Okay. That's intersting, sort of.
1100 Men, 183 mountain miles in 8 days. These were motivated individuals. Half were unable to walk to engage. Over 500 Militia came out of Surrey and Wilkes Counties to re-enforce. 3 charges were pressed, thus, "third time's the Charm."
Legend has it that the messenger sent from King's Mountain after the Battle rode all the way the York PA, where the Continental Congress was meeting (with Valley Forge and the Susquehanna River as their Protection from British Fast Attack). It was said that the messenger came into the Hall and announced 'Victory at King's Mountain", that Cornwallis after getting whipped at Cowpens had now lost his Western Flank.
There was a Tabled Document before the Congress as the pronouncement was made, and it was promptly caste to the floor.
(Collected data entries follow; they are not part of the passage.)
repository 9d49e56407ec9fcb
//! Hard line breaks.
//!
//! Markdown only turns a line ending into a `break` node when it follows two
//! spaces or a backslash. [`newline_to_break`] turns every remaining line
//! ending inside text into one, so soft breaks render as written.

use hardbreaks_ast::{Node, NodeType};
use regex::Regex;
use tracing::debug;

use crate::TransformError;
use crate::replace::{Find, Options, Replacement, find_and_replace};
use crate::transform::Transform;

/// A line ending: `\r\n`, `\n` or a lone `\r`.
pub const LINE_ENDING: &str = r"\r?\n|\r";

/// Replaces every line ending in text nodes with a `break` node.
pub fn newline_to_break(tree: &mut Node) -> Result<(), TransformError> {
    newline_to_break_with(tree, &Options::default())
}

/// Like [`newline_to_break`], leaving text below ignored ancestors alone.
pub fn newline_to_break_with(tree: &mut Node, options: &Options) -> Result<(), TransformError> {
    let line_ending = Find::global(Regex::new(LINE_ENDING)?);
    let brk = Replacement::Node(Node::new_leaf(NodeType::Break));

    find_and_replace(tree, (line_ending, brk), options)?;
    Ok(())
}

/// The line-break rule as a [`Transform`].
#[derive(Debug, Clone, Default)]
pub struct Breaks {
    options: Options,
}

impl Breaks {
    /// Creates the rule.
    pub fn new() -> Self {
        Self::default()
    }

    /// Creates the rule with find-and-replace options.
    pub fn with_options(options: Options) -> Self {
        Self { options }
    }
}

impl Transform for Breaks {
    fn name(&self) -> &str {
        "breaks"
    }

    fn transform(&self, tree: &mut Node) -> Result<(), TransformError> {
        debug!(ignore = ?self.options.ignore, "turning line endings into breaks");
        newline_to_break_with(tree, &self.options)
    }
}

/// Returns the line-break rule with default options.
pub fn remark_breaks() -> Breaks {
    Breaks::new()
}
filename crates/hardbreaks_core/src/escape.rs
//! Escaping literal text for use in an expression.

use serde_json::Value;

use crate::TransformError;
use crate::error::kind_of;

/// Escapes every character with a special meaning in an expression.
///
/// A plain backslash escape is used where it is always valid; `-` becomes
/// `\x2d` so the result is also safe inside a character class.
pub fn escape_string_regexp(input: &str) -> String {
    let mut escaped = String::with_capacity(input.len());
    for c in input.chars() {
        match c {
            '|' | '\\' | '{' | '}' | '(' | ')' | '[' | ']' | '^' | '$' | '+' | '*' | '?' | '.' => {
                escaped.push('\\');
                escaped.push(c);
            }
            '-' => escaped.push_str(r"\x2d"),
            _ => escaped.push(c),
        }
    }
    escaped
}

/// Escapes a JSON value, which must be a string.
pub fn escape_value(value: &Value) -> Result<String, TransformError> {
    match value {
        Value::String(s) => Ok(escape_string_regexp(s)),
        other => Err(TransformError::InvalidFind(kind_of(other).to_string())),
    }
}

#[cfg(test)]
mod tests {
    use super::*;
    use regex::Regex;
    use rstest::rstest;
    use serde_json::json;

    #[rstest]
    #[case::plain("hello", "hello")]
    #[case::dot("a.b", r"a\.b")]
    #[case::groups("(x)[y]{z}", r"\(x\)\[y\]\{z\}")]
    #[case::anchors("^$", r"\^\$")]
    #[case::quantifiers("+*?", r"\+\*\?")]
    #[case::alternation_and_backslash(r"a|\b", r"a\|\\b")]
    #[case::dash("a-b", r"a\x2db")]
    fn test_escape(#[case] input: &str, #[case] expected: &str) {
        assert_eq!(escape_string_regexp(input), expected);
    }

    #[rstest]
    #[case("[a-z]+ (1.0)?")]
    #[case(r"C:\path\to|file$")]
    #[case("price: $5.00 ^_^")]
    fn test_escaped_matches_itself_only(#[case] input: &str) {
        let re = Regex::new(&escape_string_regexp(input)).unwrap();
        assert!(re.is_match(input));
        assert_eq!(re.find(input).map(|m| m.as_str()), Some(input));
        assert!(!re.is_match("unrelated"));
    }

    #[test]
    fn test_escape_value_rejects_non_strings() {
        assert_eq!(escape_value(&json!("a.b")).unwrap(), r"a\.b");

        let err = escape_value(&json!(42)).unwrap_err();
        assert_eq!(err.to_string(), "Expected a string, got number");
    }
}
//! Tree transforms and their registration.
//!
//! A renderer owns a [`TransformList`] and runs it over every parsed tree.
//! Plugins add their transforms to the list when activated and take them
//! out again when deactivated, without disturbing anything else in it.

use std::fmt;
use std::sync::Arc;

use hardbreaks_ast::Node;
use serde_json::Value;
use tracing::debug;

use crate::TransformError;
use crate::breaks::Breaks;
use crate::replace::{Options, Schema, find_and_replace};

/// A transform over a whole tree.
///
/// Implementations modify the tree in place. They are shared between
/// renderers, so they must not keep per-run state.
pub trait Transform: Send + Sync {
    /// Name used in logs.
    fn name(&self) -> &str;

    /// Transforms `tree` in place.
    fn transform(&self, tree: &mut Node) -> Result<(), TransformError>;
}

impl fmt::Debug for dyn Transform {
    fn fmt(&self, f: &mut fmt::Formatter<'_>) -> fmt::Result {
        write!(f, "Transform({})", self.name())
    }
}

/// Ordered list of transforms.
#[derive(Clone, Default)]
pub struct TransformList {
    transforms: Vec<Arc<dyn Transform>>,
}

impl TransformList {
    /// Creates an empty list.
    pub fn new() -> Self {
        Self::default()
    }

    /// Adds a transform to run before all others.
    pub fn insert_front(&mut self, transform: Arc<dyn Transform>) {
        self.transforms.insert(0, transform);
    }

    /// Adds a transform to run after all others.
    pub fn push(&mut self, transform: Arc<dyn Transform>) {
        self.transforms.push(transform);
    }

    /// Removes this exact instance. Other instances of the same transform
    /// stay in the list.
    ///
    /// Returns `true` if it was present.
    pub fn remove(&mut self, transform: &Arc<dyn Transform>) -> bool {
        let Some(index) = self.position(transform) else {
            return false;
        };
        self.transforms.remove(index);
        true
    }

    /// Returns true if this exact instance is in the list.
    pub fn contains(&self, transform: &Arc<dyn Transform>) -> bool {
        self.position(transform).is_some()
    }

    fn position(&self, transform: &Arc<dyn Transform>) -> Option<usize> {
        self.transforms.iter().position(|t| Arc::ptr_eq(t, transform))
    }

    /// Number of transforms.
    pub fn len(&self) -> usize {
        self.transforms.len()
    }

    /// Returns true if the list is empty.
    pub fn is_empty(&self) -> bool {
        self.transforms.is_empty()
    }

    /// Transform names, in run order.
    pub fn names(&self) -> Vec<&str> {
        self.transforms.iter().map(|t| t.name()).collect()
    }

    /// Runs every transform over `tree`, in order. Stops at the first error.
    pub fn run(&self, tree: &mut Node) -> Result<(), TransformError> {
        for transform in &self.transforms {
            debug!(transform = transform.name(), "running transform");
            transform.transform(tree)?;
        }
        Ok(())
    }
}

impl fmt::Debug for TransformList {
    fn fmt(&self, f: &mut fmt::Formatter<'_>) -> fmt::Result {
        f.debug_list().entries(self.names()).finish()
    }
}

/// Registers the line-break rule with a renderer's transform list.
#[derive(Debug, Clone)]
pub struct BreaksPlugin {
    transform: Arc<dyn Transform>,
}

impl BreaksPlugin {
    /// Creates the plugin with the default line-break rule.
    pub fn new() -> Self {
        Self::with_transform(Breaks::new())
    }

    /// Wraps a configured transform.
    pub fn with_transform(transform: impl Transform + 'static) -> Self {
        Self {
            transform: Arc::new(transform),
        }
    }

    /// Adds the rule at the front of `list`. Does nothing if it is already
    /// there.
    pub fn activate(&self, list: &mut TransformList) {
        if list.contains(&self.transform) {
            return;
        }
        list.insert_front(Arc::clone(&self.transform));
        debug!(transforms = list.len(), "breaks plugin activated");
    }

    /// Removes the rule added by [`BreaksPlugin::activate`] from `list`.
    pub fn deactivate(&self, list: &mut TransformList) {
        if list.remove(&self.transform) {
            debug!(transforms = list.len(), "breaks plugin deactivated");
        }
    }

    /// Returns true if the rule is in `list`.
    pub fn is_active(&self, list: &TransformList) -> bool {
        list.contains(&self.transform)
    }
}

impl Default for BreaksPlugin {
    fn default() -> Self {
        Self::new()
    }
}

/// Find-and-replace driven by a JSON schema.
#[derive(Debug, Clone)]
pub struct SchemaTransform {
    schema: Value,
    options: Options,
}

impl SchemaTransform {
    /// Creates the transform, rejecting schemas that do not compile.
    pub fn new(schema: Value, options: Options) -> Result<Self, TransformError> {
        Schema::from_value(&schema)?;
        Ok(Self { schema, options })
    }
}

impl Transform for SchemaTransform {
    fn name(&self) -> &str {
        "replacements"
    }

    fn transform(&self, tree: &mut Node) -> Result<(), TransformError> {
        let schema = Schema::from_value(&self.schema)?;
        find_and_replace(tree, schema, &self.options)?;
        Ok(())
    }
}
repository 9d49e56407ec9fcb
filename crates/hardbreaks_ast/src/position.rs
//! Source positions attached to nodes.
//!
//! These follow the unist `position` shape so that trees produced by other
//! unist tools deserialize unchanged.

use serde::{Deserialize, Serialize};

/// A place in source text.
///
/// Lines and columns are 1-indexed, the offset is a 0-indexed byte offset.
#[derive(Debug, Clone, Copy, PartialEq, Eq, Hash, PartialOrd, Ord, Serialize, Deserialize)]
pub struct Point {
    /// Line number (1-indexed).
    pub line: usize,
    /// Column number (1-indexed).
    pub column: usize,
    /// Byte offset (0-indexed).
    #[serde(default, skip_serializing_if = "Option::is_none")]
    pub offset: Option<usize>,
}

impl Point {
    /// Creates a new point.
    #[inline]
    pub const fn new(line: usize, column: usize, offset: usize) -> Self {
        Self {
            line,
            column,
            offset: Some(offset),
        }
    }
}

/// The range of source text a node was produced from.
#[derive(Debug, Clone, Copy, PartialEq, Eq, Hash, Serialize, Deserialize)]
pub struct Position {
    /// Place of the first character.
    pub start: Point,
    /// Place just past the last character.
    pub end: Point,
}

impl Position {
    /// Creates a new position.
    #[inline]
    pub const fn new(start: Point, end: Point) -> Self {
        Self { start, end }
    }

    /// Returns the byte range, when both points carry offsets.
    pub fn byte_range(&self) -> Option<std::ops::Range<usize>> {
        Some(self.start.offset?..self.end.offset?)
    }
}

#[cfg(test)]
mod tests {
    use super::*;

    #[test]
    fn test_byte_range() {
        let position = Position::new(Point::new(1, 1, 0), Point::new(2, 3, 8));
        assert_eq!(position.byte_range(), Some(0..8));
    }

    #[test]
    fn test_byte_range_without_offsets() {
        let start = Point {
            line: 1,
            column: 1,
            offset: None,
        };
        let position = Position::new(start, Point::new(1, 4, 3));
        assert_eq!(position.byte_range(), None);
    }

    #[test]
    fn test_deserialize_unist_shape() {
        let json = r#"{"start":{"line":1,"column":1,"offset":0},"end":{"line":1,"column":6}}"#;
        let position: Position = serde_json::from_str(json).unwrap();
        assert_eq!(position.start, Point::new(1, 1, 0));
        assert_eq!(position.end.offset, None);
        assert_eq!(position.end.column, 6);
    }
}
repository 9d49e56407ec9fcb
//! CLI argument definitions

use std::path::PathBuf;

use clap::{Parser, Subcommand};

/// hardbreaks - Turn soft line breaks in markdown into hard breaks
#[derive(Parser)]
#[command(name = "hardbreaks")]
#[command(author, version, about, long_about = None)]
pub struct Cli {
    #[command(subcommand)]
    pub command: Commands,

    /// Configuration file path
    #[arg(short, long, global = true)]
    pub config: Option<PathBuf>,

    /// Enable verbose output
    #[arg(short, long, global = true)]
    pub verbose: bool,
}

#[derive(Subcommand)]
pub enum Commands {
    /// Transform a document and print the resulting tree as JSON
    Transform {
        /// Input file (reads stdin when omitted)
        file: Option<PathBuf>,

        /// Treat the input as a JSON tree instead of markdown
        #[arg(long)]
        json: bool,

        /// Pretty-print the output
        #[arg(long)]
        pretty: bool,
    },
}
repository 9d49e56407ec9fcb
pub mod transform;
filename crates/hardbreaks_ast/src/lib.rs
//! # hardbreaks_ast
//!
//! Node tree definitions for hardbreaks.
//!
//! The tree follows the unist/mdast shape: every node carries a `type`
//! tag, leaves may carry a textual `value`, parents carry ordered
//! `children`. Unlike an arena-backed AST, nodes are owned values so that
//! tree transforms can splice children in place.
//!
//! ## Example
//!
//! ```rust
//! use hardbreaks_ast::{Node, NodeType};
//!
//! let paragraph = Node::new_parent(
//!     NodeType::Paragraph,
//!     vec![Node::text("hello"), Node::new_leaf(NodeType::Break)],
//! );
//!
//! assert!(paragraph.is_parent());
//! assert_eq!(paragraph.children().len(), 2);
//! assert!(paragraph.children()[1].is(NodeType::Break));
//! ```

mod node;
mod node_type;
mod position;

pub use node::Node;
pub use node_type::NodeType;
pub use position::{Point, Position};
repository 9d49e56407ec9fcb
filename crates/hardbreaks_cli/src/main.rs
//! hardbreaks CLI
//!
//! Turns soft line breaks in markdown into hard breaks and prints the tree.

use std::process::ExitCode;

use clap::Parser;
use miette::Result;
use tracing::error;
use tracing_subscriber::EnvFilter;

mod cli;
mod commands;

use cli::{Cli, Commands};
use commands::transform::run_transform;

fn main() -> ExitCode {
    let cli = Cli::parse();

    // Initialize logging
    let filter = if cli.verbose {
        EnvFilter::new("debug")
    } else {
        EnvFilter::new("info")
    };

    tracing_subscriber::fmt()
        .with_env_filter(filter)
        .with_target(false)
        .with_writer(std::io::stderr)
        .init();

    match run(cli) {
        Ok(()) => ExitCode::SUCCESS,
        Err(e) => {
            error!("{:?}", e);
            ExitCode::from(2)
        }
    }
}

fn run(cli: Cli) -> Result<()> {
    match &cli.command {
        Commands::Transform { file, json, pretty } => {
            run_transform(&cli, file.as_deref(), *json, *pretty)
        }
    }
}
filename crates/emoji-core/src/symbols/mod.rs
//! Ordered name → symbol table.
//!
//! Every name receives one codepoint from the private-use area, assigned
//! sequentially from [`SYMBOL_BASE`] in list order. The assignment only
//! depends on list position, so reloading an unchanged list reproduces the
//! same symbols. Reordering the list changes the meaning of every symbol after
//! the first moved name, which breaks glyphs already shipped in resource packs.

mod names;

pub use names::{parse_name_list, NameSource, DEFAULT_NAMES};

use names::strip_colons;

use std::collections::HashMap;
use std::io;
use std::path::PathBuf;

use tracing::{debug, warn};

/// First codepoint handed out (start of the BMP private-use area).
pub const SYMBOL_BASE: char = '\u{E000}';
/// Last codepoint of the BMP private-use area.
pub const SYMBOL_LAST: char = '\u{F8FF}';
/// Number of names a table can hold.
pub const SYMBOL_CAPACITY: usize = (SYMBOL_LAST as usize) - (SYMBOL_BASE as usize) + 1;

#[derive(Debug, thiserror::Error)]
pub enum LoadError {
    #[error("failed to read name list {}: {source}", .path.display())]
    Io {
        path: PathBuf,
        #[source]
        source: io::Error,
    },
    #[error("name list has {count} names but only {max} symbols are available")]
    Capacity { count: usize, max: usize },
}

#[derive(Debug, Clone, PartialEq, Eq)]
pub struct SymbolEntry {
    name: String,
    token: String,
    symbol: char,
}

impl SymbolEntry {
    /// Bare name, e.g. `grin`.
    pub fn name(&self) -> &str {
        &self.name
    }

    /// Name-token as typed in chat, e.g. `:grin:`.
    pub fn token(&self) -> &str {
        &self.token
    }

    pub fn symbol(&self) -> char {
        self.symbol
    }
}

/// Wrap a bare name into its colon-delimited name-token.
pub fn name_token(name: &str) -> String {
    format!(":{name}:")
}

#[derive(Debug, Clone, Default)]
pub struct SymbolTable {
    entries: Vec<SymbolEntry>,
    by_name: HashMap<String, usize>,
}

impl SymbolTable {
    pub fn new() -> Self {
        Self::default()
    }

    /// Assign symbols to `names` in order.
    ///
    /// Duplicate names are skipped and do not consume a codepoint.
    pub fn build<I, S>(names: I) -> Result<Self, LoadError>
    where
        I: IntoIterator<Item = S>,
        S: AsRef<str>,
    {
        let mut table = Self::new();
        for name in names {
            let name = strip_colons(name.as_ref().trim());
            if name.is_empty() {
                continue;
            }
            if table.by_name.contains_key(name) {
                warn!(name, "duplicate emoji name skipped");
                continue;
            }
            let index = table.entries.len();
            let symbol = (index < SYMBOL_CAPACITY)
                .then(|| char::from_u32(SYMBOL_BASE as u32 + index as u32))
                .flatten()
                .ok_or(LoadError::Capacity {
                    count: index + 1,
                    max: SYMBOL_CAPACITY,
                })?;
            table.by_name.insert(name.to_string(), index);
            table.entries.push(SymbolEntry {
                name: name.to_string(),
                token: name_token(name),
                symbol,
            });
        }
        debug!(names = table.entries.len(), "symbol table built");
        Ok(table)
    }

    /// Read `source` and build a table from its names.
    pub fn load(source: &NameSource) -> Result<Self, LoadError> {
        let content = source.read()?;
        Self::build(parse_name_list(&content))
    }

    pub fn len(&self) -> usize {
        self.entries.len()
    }

    pub fn is_empty(&self) -> bool {
        self.entries.is_empty()
    }

    /// Entries in substitution order.
    pub fn iter(&self) -> std::slice::Iter<'_, SymbolEntry> {
        self.entries.iter()
    }

    /// Look up a symbol by bare name or name-token.
    pub fn symbol_of(&self, name: &str) -> Option<char> {
        self.by_name
            .get(strip_colons(name))
            .map(|&i| self.entries[i].symbol)
    }

    pub fn name_of(&self, symbol: char) -> Option<&str> {
        let offset = (symbol as u32).checked_sub(SYMBOL_BASE as u32)? as usize;
        self.entries.get(offset).map(|e| e.name.as_str())
    }

    pub fn clear(&mut self) {
        self.entries.clear();
        self.by_name.clear();
    }
}

impl<'a> IntoIterator for &'a SymbolTable {
    type Item = &'a SymbolEntry;
    type IntoIter = std::slice::Iter<'a, SymbolEntry>;

    fn into_iter(self) -> Self::IntoIter {
        self.iter()
    }
}
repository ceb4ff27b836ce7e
//! Shortcut → name-token map.
//!
//! Expansion walks the entries in load order and replaces every literal
//! occurrence of each shortcut, one entry at a time. When two shortcuts
//! overlap, whichever was loaded first claims the text.

use std::collections::HashMap;

use tracing::{debug, warn};

use crate::config::ShortcutGroup;
use crate::symbols::name_token;

#[derive(Debug, Clone, Default)]
pub struct ShortcutMap {
    entries: Vec<(String, String)>,
    index: HashMap<String, usize>,
}

impl ShortcutMap {
    pub fn new() -> Self {
        Self::default()
    }

    /// Build a map from shortcut groups, groups in order and shortcuts in
    /// order within each group.
    pub fn from_groups(groups: &[ShortcutGroup]) -> Self {
        let mut map = Self::new();
        for group in groups {
            let token = name_token(&group.name);
            for shortcut in &group.shortcuts {
                map.insert(shortcut, &token);
            }
        }
        debug!(
            groups = groups.len(),
            shortcuts = map.len(),
            "shortcuts loaded"
        );
        map
    }

    /// Map `shortcut` to `token`.
    ///
    /// A shortcut that is already present keeps its position and takes the new
    /// token. Empty shortcuts are ignored.
    pub fn insert(&mut self, shortcut: &str, token: &str) {
        if shortcut.is_empty() {
            warn!(token, "empty shortcut skipped");
            return;
        }
        match self.index.get(shortcut) {
            Some(&i) => {
                debug!(shortcut, old = %self.entries[i].1, new = token, "shortcut redefined");
                self.entries[i].1 = token.to_string();
            }
            None => {
                self.index.insert(shortcut.to_string(), self.entries.len());
                self.entries.push((shortcut.to_string(), token.to_string()));
            }
        }
    }

    pub fn get(&self, shortcut: &str) -> Option<&str> {
        self.index
            .get(shortcut)
            .map(|&i| self.entries[i].1.as_str())
    }

    pub fn len(&self) -> usize {
        self.entries.len()
    }

    pub fn is_empty(&self) -> bool {
        self.entries.is_empty()
    }

    /// `(shortcut, token)` pairs in expansion order.
    pub fn iter(&self) -> impl Iterator<Item = (&str, &str)> {
        self.entries.iter().map(|(s, t)| (s.as_str(), t.as_str()))
    }

    pub fn clear(&mut self) {
        self.entries.clear();
        self.index.clear();
    }

    /// Replace every shortcut in `text` with its name-token.
    pub fn expand(&self, text: &str) -> String {
        let mut out = text.to_string();
        for (shortcut, token) in &self.entries {
            if out.contains(shortcut.as_str()) {
                out = out.replace(shortcut.as_str(), token);
            }
        }
        out
    }
}
pub mod config_ops;
pub mod convert_ops;

use std::path::PathBuf;

use emoji_core::config::load_config_file;
use emoji_core::{EmojiConfig, NameSource};

macro_rules! die {
    ($result:expr, $($arg:tt)*) => {
        $result.unwrap_or_else(|e| {
            eprintln!($($arg)*, e);
            std::process::exit(1);
        })
    };
}
pub(crate) use die;

/// Name list from `--names`, or the embedded default.
pub(crate) fn name_source(path: Option<&str>) -> NameSource {
    path.map_or(NameSource::Default, |p| NameSource::File(PathBuf::from(p)))
}

/// Config from `--config`, or the embedded default.
pub(crate) fn config(path: Option<&str>) -> EmojiConfig {
    match path {
        Some(p) => die!(load_config_file(p.as_ref()), "Error: {}"),
        None => die!(EmojiConfig::embedded(), "Error in embedded config: {}"),
    }
}
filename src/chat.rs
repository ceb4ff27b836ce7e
//! Host-facing entry points.
//!
//! The host event layer calls one method per event and writes the returned
//! text back into the event. Every call goes through the same mutex, so a
//! reload never runs alongside a rewrite.

use std::path::Path;
use std::sync::{Mutex, MutexGuard, PoisonError};

use emoji_core::config::load_config_file;
use emoji_core::{EmojiConfig, LoadReport, NameSource, PlayerId, RewriteEngine, SourceKind};
use tracing::{debug, info, warn};

struct Inner {
    engine: RewriteEngine,
    config: EmojiConfig,
}

pub struct EmojiChat {
    names: NameSource,
    inner: Mutex<Inner>,
}

/// Read the config at `path`. A missing or malformed file yields an empty
/// config, which loads symbols but no shortcuts.
pub fn read_config_or_default(path: &Path) -> EmojiConfig {
    match load_config_file(path) {
        Ok(config) => config,
        Err(e) => {
            warn!("{e}");
            EmojiConfig::default()
        }
    }
}

impl EmojiChat {
    pub fn new(names: NameSource, config: EmojiConfig) -> (Self, LoadReport) {
        let (engine, report) = RewriteEngine::loaded(&names, &config);
        log_report(&report);
        let chat = Self {
            names,
            inner: Mutex::new(Inner { engine, config }),
        };
        (chat, report)
    }

    fn lock(&self) -> MutexGuard<'_, Inner> {
        self.inner.lock().unwrap_or_else(PoisonError::into_inner)
    }

    /// Replace the config and rebuild the engine.
    pub fn reload(&self, config: EmojiConfig) -> LoadReport {
        let mut inner = self.lock();
        let report = inner.engine.load(&self.names, &config);
        inner.config = config;
        log_report(&report);
        report
    }

    /// Re-read the config file at `path` and rebuild the engine.
    pub fn reload_from(&self, path: &Path) -> LoadReport {
        self.reload(read_config_or_default(path))
    }

    /// Tear down: clears all tables and opt-outs.
    pub fn disable(&self) {
        self.lock().engine.disable();
    }

    pub fn is_loaded(&self) -> bool {
        self.lock().engine.is_loaded()
    }

    pub fn has_shortcuts_off(&self, player: PlayerId) -> bool {
        self.lock().engine.has_shortcuts_off(player)
    }

    /// Flip the player's shortcut opt-out. Returns `true` if shortcuts are
    /// now off for them.
    pub fn toggle_shortcuts(&self, player: PlayerId) -> bool {
        let off = self.lock().engine.toggle_shortcuts_off(player);
        debug!(%player, shortcuts_off = off, "shortcuts toggled");
        off
    }

    pub fn on_chat(&self, player: PlayerId, message: &str) -> String {
        self.lock().engine.rewrite(SourceKind::Chat, player, message)
    }

    /// Rewrite every sign line. `None` when signs are disabled in the config.
    pub fn on_sign<S: AsRef<str>>(&self, player: PlayerId, lines: &[S]) -> Option<Vec<String>> {
        let inner = self.lock();
        if !inner.config.emojis_on_signs {
            return None;
        }
        let lines = lines
            .iter()
            .map(|line| inner.engine.rewrite(SourceKind::Sign, player, line.as_ref()))
            .collect();
        Some(lines)
    }

    /// Rewrite a command line. `None` when commands are disabled or the
    /// command is not on the allow-list.
    pub fn on_command(&self, player: PlayerId, command: &str) -> Option<String> {
        let inner = self.lock();
        if !inner.config.emojis_in_commands || !inner.config.allows_command(command) {
            return None;
        }
        Some(inner.engine.rewrite(SourceKind::Command, player, command))
    }
}

fn log_report(report: &LoadReport) {
    for issue in &report.issues {
        warn!("{issue}");
    }
    info!(
        symbols = report.symbols,
        shortcuts = report.shortcuts,
        "emoji engine loaded"
    );
}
It was terms of surrender, that they were about to vote upon.
Patrick Ferguson is significant because not only did he create an accurate Breech loading rifle with a screw Breech Mechanism, he was also commissioned by the King to kill George Washington with it. He had his chance at the Battle of Brandywine, but considered it ungentlemanly.
The Over The Mountain Men knew Indian Battle, and also Battle with the man later who would be the Mayor of New York City who would fight George Washington there. They met William Tryon the Anti-Christ at the Battle of Alamance in 1772, which was the First Battle of the War for Independence. Tryon had pronounced 5 Laws against the Baptists which emerged from the Preaching of George Whitfield, that "You Must Be Born Again!" They could not hold government office, could not gather for worship, could not operate a school, could not own land, and could not marry, After losing the Battle 9 Baptists were hung and drawn and Tryon ordered their intestines placed in fire as they were alive.
There was a large bounty on the head of one Daniel Boone at the time, and as 6000 Families quit the Colony of North Carolina, he had already cut roads up the mountain sides for them to escape. Wards Gap Road which I know personally, was one of them, and not many miles from a Shot Tower around a bend from a town called Austinville VA, the birthplace of Stephen Austin. One man and his family helped up the mountain by Boone was the Grandfather of a President of the US. That man was Abraham Lincoln.
Captain John Sevier, one of the three commanders at King's Mountain was a combatant at Alamance, and a founder and Statesman of Watauga. His plantation was called Marble Creek. The Curator of the Plantation told me that Sevier regularly met with 3 of his Cousins there on the Property, they were Stephen Austin, Sam Houston, and Davy Crockett.
So one family founded the First Republic of Free White Men, Saved the Second, and Founded the Third. All because of George Whitfield preaching that You Must Be Born Again, and all because of the King James Bible keeping the Truth of CHRIST and GOD's Law in tact, that it is not a Church, and much less a Statist Church, which regenerates the Human Soul.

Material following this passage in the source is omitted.